- Genre: Game show
- Presented by: Alfonso Ribeiro
- Country of origin: United States
- Original language: English
- No. of seasons: 1
- No. of episodes: 8

Production
- Executive producers: Adam Freeman; Adam Reed; Jeff Krask; Leslie Greif; Michael Canter;
- Production company: Thinkfactory Media

Original release
- Network: ABC Family
- Release: July 24 – September 11, 2013

= Spell-Mageddon =

Spell-Mageddon is an American spelling bee game show hosted by Alfonso Ribeiro.
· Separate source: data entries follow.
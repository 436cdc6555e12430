use proc_macro2::TokenStream as TokenStream2;
use quote::{quote, quote_spanned, ToTokens};
use syn::{
    parse::{Parse, ParseStream},
    Attribute,
    Expr,
    Fields,
    Ident,
    ItemStruct,
    Result,
    Token,
};

/// The categories accepted by the `category` tag.
const CATEGORIES: [&str; 4] = ["Token", "Expression", "FunctionCall", "Argument"];

/// The arguments that can be passed to the `error` attribute.
#[derive(Debug, Default)]
pub struct ErrorArgs {
    pub category: Option<Ident>,
    pub message: Option<Expr>,
    pub labels: Option<Expr>,
    pub help: Option<Expr>,
}

impl ErrorArgs {
    /// Parse the next argument in the input stream and applies it to itself.
    fn parse_arg(&mut self, input: ParseStream) -> Result<()> {
        let ident: Ident = input.parse()?;
        input.parse::<Token![=]>()?;

        let ident_str = ident.to_string();
        match ident_str.as_str() {
            "category" => {
                let category: Ident = input.parse()?;
                if !CATEGORIES.contains(&category.to_string().as_str()) {
                    return Err(syn::Error::new_spanned(
                        &category,
                        format!("unknown category `{}`, expected one of: {}", category, CATEGORIES.join(", ")),
                    ));
                }
                self.category = Some(category);
            },
            "message" => self.message = Some(input.parse()?),
            "labels" => self.labels = Some(input.parse()?),
            "help" => self.help = Some(input.parse()?),
            _ => return Err(syn::Error::new_spanned(ident, format!("unknown tag `{}`", ident_str))),
        }

        Ok(())
    }
}

impl Parse for ErrorArgs {
    fn parse(input: ParseStream) -> Result<Self> {
        let mut args = ErrorArgs::default();

        while !input.is_empty() {
            args.parse_arg(input)?;
            if input.parse::<Token![,]>().is_err() {
                break;
            }
        }

        Ok(args)
    }
}

/// Creates a `let` expression that destructures the given `ident` into its named fields. Returns
/// a compile error if the fields are not named.
fn destructure_fields(ident: &Ident, fields: &Fields) -> TokenStream2 {
    match fields {
        Fields::Named(fields) => {
            let fields = fields.named.iter().map(|field| {
                let field_name = field.ident.as_ref();
                quote! { #field_name }
            });
            quote! { let #ident { #(#fields),* } = self; }
        },
        Fields::Unnamed(_) => quote_spanned! { ident.span() => compile_error!("`ErrorKind` cannot be derived for tuple structs"); },
        Fields::Unit => quote! {},
    }
}

/// The target struct to derive [`ErrorKind`] for.
#[derive(Debug)]
pub struct ErrorKindTarget {
    pub name: Ident,
    pub fields: Fields,
    pub error_args: ErrorArgs,
}

impl Parse for ErrorKindTarget {
    fn parse(input: ParseStream) -> Result<Self> {
        // parse outer attributes, including documentation and `error` attributes
        let attributes = input.call(Attribute::parse_outer)?;
        let remaining = input.parse::<ItemStruct>()?;

        let name = remaining.ident;
        let fields = remaining.fields;
        let mut error_args = ErrorArgs::default();

        for attr in &attributes {
            if attr.path().is_ident("error") {
                error_args = attr.parse_args::<ErrorArgs>()?;
                break;
            }
        }

        if error_args.message.is_none() {
            return Err(syn::Error::new_spanned(&name, "missing `message` tag in `error` attribute"));
        }

        Ok(ErrorKindTarget {
            name,
            fields,
            error_args,
        })
    }
}

impl ToTokens for ErrorKindTarget {
    fn to_tokens(&self, tokens: &mut TokenStream2) {
        let name = &self.name;
        let destructure_expr = destructure_fields(&self.name, &self.fields);
        let category = self.error_args.category
            .as_ref()
            .map(|ident| quote! { calc_error::ErrorCategory::#ident })
            .unwrap_or_else(|| quote! { calc_error::ErrorCategory::Expression });
        let message = self.error_args.message.as_ref();
        let labels = self.error_args.labels
            .as_ref()
            .map(|labels| quote! { #labels })
            .unwrap_or_else(|| quote! { Vec::<String>::new() });
        let help = self.error_args.help.as_ref().map(|e| quote! { builder.set_help(#e); });

        tokens.extend(quote! {
            impl calc_error::ErrorKind for #name {
                fn category(&self) -> calc_error::ErrorCategory {
                    #category
                }

                #[allow(unused_variables)]
                fn message(&self) -> String {
                    #destructure_expr
                    (#message).to_string()
                }

                #[allow(unused_variables, unused_mut)]
                fn build_report<'a>(
                    &self,
                    src_id: &'a str,
                    spans: &[std::ops::Range<usize>],
                ) -> ariadne::Report<(&'a str, std::ops::Range<usize>)> {
                    #destructure_expr

                    let offset = spans.first().map_or(0, |span| span.start);
                    let mut builder = ariadne::Report::build(ariadne::ReportKind::Error, src_id, offset)
                        .with_message(calc_error::ErrorKind::message(self))
                        .with_labels(
                            #labels
                                .into_iter()
                                .zip(spans.iter())
                                .map(|(label_str, span)| {
                                    let label_str = label_str.to_string();
                                    let mut label = ariadne::Label::new((src_id, span.clone()))
                                        .with_color(calc_error::EXPR);

                                    if !label_str.is_empty() {
                                        label = label.with_message(label_str);
                                    }

                                    label
                                })
                                .collect::<Vec<_>>()
                        );

                    #help
                    builder.finish()
                }
            }
        });
    }
}
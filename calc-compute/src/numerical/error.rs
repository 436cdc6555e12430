//! Errors raised while evaluating an expression.

use ariadne::Fmt;
use calc_attrs::ErrorKind;
use calc_error::EXPR;
use super::ctxt::Ctxt;

pub use calc_error::Error;

/// Tried to call a function that does not exist.
#[derive(Debug, Clone, ErrorKind, PartialEq)]
#[error(
    category = FunctionCall,
    message = format!("no such function: `{}`", name),
    labels = ["this function"],
    help = if suggestions.is_empty() {
        "see the documentation for a list of available functions".to_string()
    } else if suggestions.len() == 1 {
        format!("did you mean the `{}` function?", (&*suggestions[0]).fg(EXPR))
    } else {
        format!(
            "did you mean one of these functions? {}",
            suggestions
                .iter()
                .map(|s| format!("`{}`", s.fg(EXPR)))
                .collect::<Vec<_>>()
                .join(", ")
        )
    }
)]
pub struct UndefinedFunction {
    /// The name of the function that was called.
    pub name: String,

    /// Functions with a similar name.
    pub suggestions: Vec<String>,
}

impl UndefinedFunction {
    /// Creates the error, suggesting functions in the context with a similar name.
    pub fn new(name: &str, ctxt: &Ctxt) -> Self {
        Self {
            name: name.to_string(),
            suggestions: ctxt.get_similar_funcs(name)
                .into_iter()
                .map(ToString::to_string)
                .collect(),
        }
    }
}

/// A function was called with the wrong number of arguments.
#[derive(Debug, Clone, ErrorKind, PartialEq)]
#[error(
    category = FunctionCall,
    message = format!("wrong number of arguments ({} given, {} expected)", given, expected),
    labels = [format!("calling `{}` here", name)],
)]
pub struct WrongArgumentCount {
    /// The name of the function that was called.
    pub name: String,

    /// The number of arguments the function takes.
    pub expected: usize,

    /// The number of arguments that were given.
    pub given: usize,
}

/// A function that takes any number of arguments was given too few.
#[derive(Debug, Clone, ErrorKind, PartialEq)]
#[error(
    category = FunctionCall,
    message = format!("wrong number of arguments ({} given, at least {} expected)", given, min),
    labels = [format!("calling `{}` here", name)],
)]
pub struct TooFewArguments {
    /// The name of the function that was called.
    pub name: String,

    /// The minimum number of arguments the function takes.
    pub min: usize,

    /// The number of arguments that were given.
    pub given: usize,
}

/// `INT_NUM_RECTS` is not a usable number of rectangles.
#[derive(Debug, Clone, ErrorKind, PartialEq)]
#[error(
    category = Argument,
    message = format!("`INT_NUM_RECTS` must be between 1 and {}; got {}", max, value),
    labels = ["this integral"],
    help = format!("assign a smaller value, like `{}`", "INT_NUM_RECTS = 100".fg(EXPR)),
)]
pub struct InvalidRectangleCount {
    /// The value of `INT_NUM_RECTS`.
    pub value: f64,

    /// The largest accepted value.
    pub max: f64,
}

/// A native function was given an argument outside of its domain.
#[derive(Debug, Clone, ErrorKind, PartialEq)]
#[error(
    category = Argument,
    message = format!("argument {} of `{}` {}", index + 1, name, reason),
    labels = ["this argument"],
)]
pub struct InvalidArgument {
    /// The name of the function that was called.
    pub name: String,

    /// The index of the offending argument.
    pub index: usize,

    /// What is wrong with the argument.
    pub reason: &'static str,
}

/// An argument that must be a variable name was something else.
#[derive(Debug, Clone, ErrorKind, PartialEq)]
#[error(
    message = format!("argument {} of `{}` must be an identifier", index + 1, name),
    labels = ["this argument"],
    help = format!("write a plain variable name, like `{}`", "x".fg(EXPR)),
)]
pub struct NonIdentifierArgument {
    /// The name of the function or macro that was called.
    pub name: String,

    /// The index of the offending argument.
    pub index: usize,
}

/// User-defined functions called each other too many times without returning.
#[derive(Debug, Clone, ErrorKind, PartialEq)]
#[error(
    category = FunctionCall,
    message = format!("maximum call depth of {} exceeded", max),
    labels = ["this function call"],
    help = "check that recursive functions eventually stop calling themselves",
)]
pub struct StackOverflow {
    /// The maximum call depth of the context.
    pub max: usize,
}

/// A function definition would shadow a macro or a native function.
#[derive(Debug, Clone, ErrorKind, PartialEq)]
#[error(
    message = format!("cannot define function `{}`: a {} with that name already exists", name, existing),
    labels = ["this assignment"],
    help = "pick a different name for the function",
)]
pub struct NameConflict {
    /// The name of the function being defined.
    pub name: String,

    /// What already owns the name.
    pub existing: &'static str,
}

/// A derivative node was applied to the wrong number of arguments.
#[derive(Debug, Clone, ErrorKind, PartialEq)]
#[error(
    message = if *given == 0 {
        "can't implicitly differentiate a function with no arguments"
    } else {
        "can't implicitly differentiate a function with more than one argument"
    },
    labels = [format!("differentiating `{}` here", name)],
    help = format!("use `{}` for a derivative with respect to one variable", "nderiv(expr, var, at)".fg(EXPR)),
)]
pub struct DerivativeArgumentCount {
    /// The name of the differentiated function.
    pub name: String,

    /// The number of arguments that were given.
    pub given: usize,
}

/// A derivative node has more apostrophes than can be computed in reasonable time.
#[derive(Debug, Clone, ErrorKind, PartialEq)]
#[error(
    message = format!("derivative order {} is higher than the supported maximum of {}", order, max),
    labels = ["this derivative"],
)]
pub struct DerivativeOrderTooHigh {
    /// The requested order.
    pub order: u32,

    /// The highest supported order.
    pub max: u32,
}
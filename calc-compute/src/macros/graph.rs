//! Handing expressions to a graphing collaborator.
//!
//! Drawing is left to whoever installs a [`GraphSink`] on the context. [`Plot`] is a simple sink
//! that stores the expressions in numbered slots, and [`sample`] evaluates an expression over an
//! interval of its free variable.

use calc_parser::parser::ast::{call::Call, expr::Expr};
use crate::{
    funcs::calculus::eval_at,
    numerical::{ctxt::Ctxt, error::Error, eval::Eval},
};
use std::fmt::Debug;
use super::{error::{GraphFull, NoGraphSink}, take_args};
use tracing::debug;

/// The maximum number of expressions a [`Plot`] can hold.
pub const MAX_GRAPH_FUNCTIONS: usize = 30;

/// Receives expressions to graph.
pub trait GraphSink: Debug {
    /// Takes ownership of an expression, returning the index it is stored at, or [`None`] if the
    /// sink is full.
    fn add(&mut self, expr: Expr) -> Option<usize>;

    /// Removes the expression at the index. Returns false if there was none.
    fn remove(&mut self, index: usize) -> bool;

    /// Returns the expression at the index.
    fn get(&self, index: usize) -> Option<&Expr>;
}

/// A graph sink with [`MAX_GRAPH_FUNCTIONS`] slots. New expressions fill the lowest free slot.
#[derive(Debug, Clone, PartialEq)]
pub struct Plot {
    slots: Vec<Option<Expr>>,
}

impl Default for Plot {
    fn default() -> Self {
        Self { slots: vec![None; MAX_GRAPH_FUNCTIONS] }
    }
}

impl Plot {
    /// Returns the graphed expressions with their indices.
    pub fn graphed(&self) -> impl Iterator<Item = (usize, &Expr)> {
        self.slots
            .iter()
            .enumerate()
            .filter_map(|(i, slot)| slot.as_ref().map(|expr| (i, expr)))
    }
}

impl GraphSink for Plot {
    fn add(&mut self, expr: Expr) -> Option<usize> {
        let (index, slot) = self.slots.iter_mut().enumerate().find(|(_, slot)| slot.is_none())?;
        *slot = Some(expr);
        Some(index)
    }

    fn remove(&mut self, index: usize) -> bool {
        self.slots.get_mut(index).and_then(Option::take).is_some()
    }

    fn get(&self, index: usize) -> Option<&Expr> {
        self.slots.get(index).and_then(Option::as_ref)
    }
}

/// Evaluates `expr` at `count` evenly spaced values of `var` from `lo` to `hi`, inclusive.
///
/// Points where the expression is not finite are kept, so the caller can break the curve there.
pub fn sample(
    expr: &Expr,
    var: &str,
    lo: f64,
    hi: f64,
    count: usize,
    ctxt: &mut Ctxt,
) -> Result<Vec<(f64, f64)>, Error> {
    let step = if count > 1 { (hi - lo) / (count - 1) as f64 } else { 0.0 };
    (0..count)
        .map(|i| {
            let x = lo + i as f64 * step;
            Ok((x, eval_at(expr, var, x, ctxt)?))
        })
        .collect()
}

/// `graph(expr)`: moves `expr` into the graph sink of the context.
pub fn graph(call: Call, ctxt: &mut Ctxt) -> Result<Expr, Error> {
    let [expr] = take_args(call)?;
    let sink = ctxt.graph_sink_mut().ok_or_else(|| Error::spanless(NoGraphSink))?;
    let shown = expr.to_string();
    let index = sink.add(expr).ok_or_else(|| Error::spanless(GraphFull))?;
    debug!(index, expr = %shown, "graphed");
    Ok(Expr::Number(f64::NAN))
}

/// `ungraph(index)`: removes the expression at `index` from the graph sink. The index defaults
/// to `0`.
pub fn ungraph(call: Call, ctxt: &mut Ctxt) -> Result<Expr, Error> {
    let index = match call.args.first() {
        Some(arg) => arg.eval(ctxt)?,
        None => 0.0,
    };
    let sink = ctxt.graph_sink_mut().ok_or_else(|| Error::spanless(NoGraphSink))?;
    if index >= 0.0 {
        let removed = sink.remove(index as usize);
        debug!(index, removed, "ungraphed");
    }
    Ok(Expr::Number(f64::NAN))
}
It aired on ABC Family from July 24, 2013, to September 11, 2013.

==Format==
The show's format combined a spelling bee with obstacle courses similar to Wipeout.

==Episodes==

| No. | Title | Original release date | US viewers (millions) |
|---|---|---|---|
| 1 | "Episode 1" | July 24, 2013 | 0.33 |
| 2 | "Episode 2" | July 31, 2013 | 0.34 |
| 3 | "Episode 3" | August 7, 2013 | 0.29 |
| 4 | "Episode 4" | August 14, 2013 | 0.31 |
| 5 | "Episode 5" | August 21, 2013 | 0.25 |
| 6 | "Episode 6" | August 28, 2013 | 0.19 |
| 7 | "Episode 7" | September 4, 2013 | 0.38 |
| 8 | "Episode 8" | September 11, 2013 | 0.20 |

==Reception==
Mary McNamara of The Los Angeles Times said the show doesn't look fun at all and also said the distractions endured by the contestants are "more annoying than compelling." Emily Ashby Common Sense Media gave the show 3 out of 5 stars.